Last Friday, March 11th, 2016, I lost my Grandmother. She was my last living Grandparent. She was 94 years old. The next morning I wrote the following...

He had never been a father.

He had not yet had children.

He had not yet known what it truly meant to be a parent. Yet in that moment he experienced what it felt like.

He was quiet as his Mother deeply and aggressively wept for her mother who had just transitioned into the next phase of her existence. He wasn't there in physical form to experience the loss, but as soon as she was gone his mother called. It was a Friday night in NYC and he was out to dinner when his cell phone rumbled to life. Knowing the news was coming and seeing his childhood home phone number he knew exactly what he would hear. As the words "Grandma's dead" sputtered jumbled from his mother's lips he didn't know what to say... What could he say?

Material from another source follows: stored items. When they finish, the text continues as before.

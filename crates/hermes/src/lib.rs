pub mod aspects;
pub mod chart;
pub mod ephemeris;
pub mod error;
pub mod pipeline;
pub mod planets;
pub mod transit;
pub mod zodiac;

pub use chart::{BirthData, BirthParams, NatalChart, ReferencePoint, RulerDivergence};
pub use error::{HermesError, InputError, Result};
pub use ephemeris::{EphemerisProvider, TableEphemeris};
pub use pipeline::{PipelineOptions, TransitPipeline};
pub use planets::{NatalPoint, Planet, TRACKED_PLANETS};
pub use transit::{
    AspectWindow, DailySignificance, RawMatch, Report, RetrogradeWindow, Timeframe, Window,
};

#[cfg(feature = "swiss")]
pub use ephemeris::SwissEphemerisAdapter;
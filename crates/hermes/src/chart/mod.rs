pub mod birth;
pub mod natal;

pub use birth::{parse_coordinate, parse_date, parse_utc_offset, Axis, BirthData, BirthParams};
pub use natal::{resolve_ruler, NatalChart, PointDescription, ReferencePoint, RulerDivergence};
use crate::aspects::types::{AspectDefinition, ASPECTS};
use crate::zodiac::normalize_degrees;

/// Shortest-arc distance between two longitudes, in [0, 180].
pub fn angular_separation(lon1: f64, lon2: f64) -> f64 {
    let raw_diff = (normalize_degrees(lon1) - normalize_degrees(lon2)).abs();
    if raw_diff > 180.0 {
        360.0 - raw_diff
    } else {
        raw_diff
    }
}

/// The best aspect found between two longitudes
#[derive(Debug, Clone, Copy, PartialEq)]
pub struct AspectHit {
    pub definition: AspectDefinition,
    /// |separation - exact angle|
    pub orb_diff: f64,
    /// Tolerance the hit was admitted under
    pub allowed_orb: f64,
}

impl AspectHit {
    /// 1.0 at exact, falling to 0.0 at the edge of the allowed orb.
    pub fn exactness(&self) -> f64 {
        1.0 - self.orb_diff / self.allowed_orb
    }
}

/// Aspect calculator
#[derive(Debug, Clone, Copy)]
pub struct AspectCalculator {
    definitions: &'static [AspectDefinition],
}

impl AspectCalculator {
    /// Calculator over the canonical aspect list
    pub fn new() -> Self {
        Self {
            definitions: &ASPECTS,
        }
    }

    /// Calculator over a custom, ordered definition list.
    pub fn with_definitions(definitions: &'static [AspectDefinition]) -> Self {
        Self { definitions }
    }

    /// Find the tightest aspect between two longitudes.
    ///
    /// Every base orb is multiplied by `orb_scale`. Only a strictly smaller
    /// deviation replaces the current best, so an exact tie keeps the
    /// definition that comes first in the list.
    pub fn best_aspect(&self, lon1: f64, lon2: f64, orb_scale: f64) -> Option<AspectHit> {
        let separation = angular_separation(lon1, lon2);
        let mut best: Option<AspectHit> = None;

        for definition in self.definitions {
            let allowed_orb = definition.orb * orb_scale;
            let orb_diff = (separation - definition.angle).abs();
            if orb_diff > allowed_orb {
                continue;
            }
            let tighter = best.map_or(true, |current| orb_diff < current.orb_diff);
            if tighter {
                best = Some(AspectHit {
                    definition: *definition,
                    orb_diff,
                    allowed_orb,
                });
            }
        }

        best
    }
}

impl Default for AspectCalculator {
    fn default() -> Self {
        Self::new()
    }
}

His mother’s heart had been splintering slowly with time, like dried wood over the last few years as she tried to comfort, connect and be with her slowly dissipating mother.

He had been strong, a rock, a loving hand for grandma to hold. Not living near by, he would appear like a hero and glimmer of hope. He was a symbol of memories and of joyous times. She needed nothing more than to see his face, bearded or beardless, head shave or hair flowing, she was complete in him. The smile that beamed, the light that erupted and the love that flowed from her was that of legends.

For his mother he had been a voice on a phone far away, a voice that had removed it's self from her daily life, an ill that couldn’t be cured. She always wanted him close, but more so now. As she wept, her voice uttered pieces of words, not many… and the only ones to come through yearned for him to be close. Her voice had always been one of guidance and support for him; a most trusted advisor, yet always a parent for him...until now as he embodied it for her. Recently as her mother's health had deteriorated, her voice had become a voice of sadness, hopelessness and despair, a voice lost in the pain. She had lost not only her mother, but also what had become her purpose. In her voice, in her pain, in her sadness and loss, if for only in this moment the roles of mother and son had reversed.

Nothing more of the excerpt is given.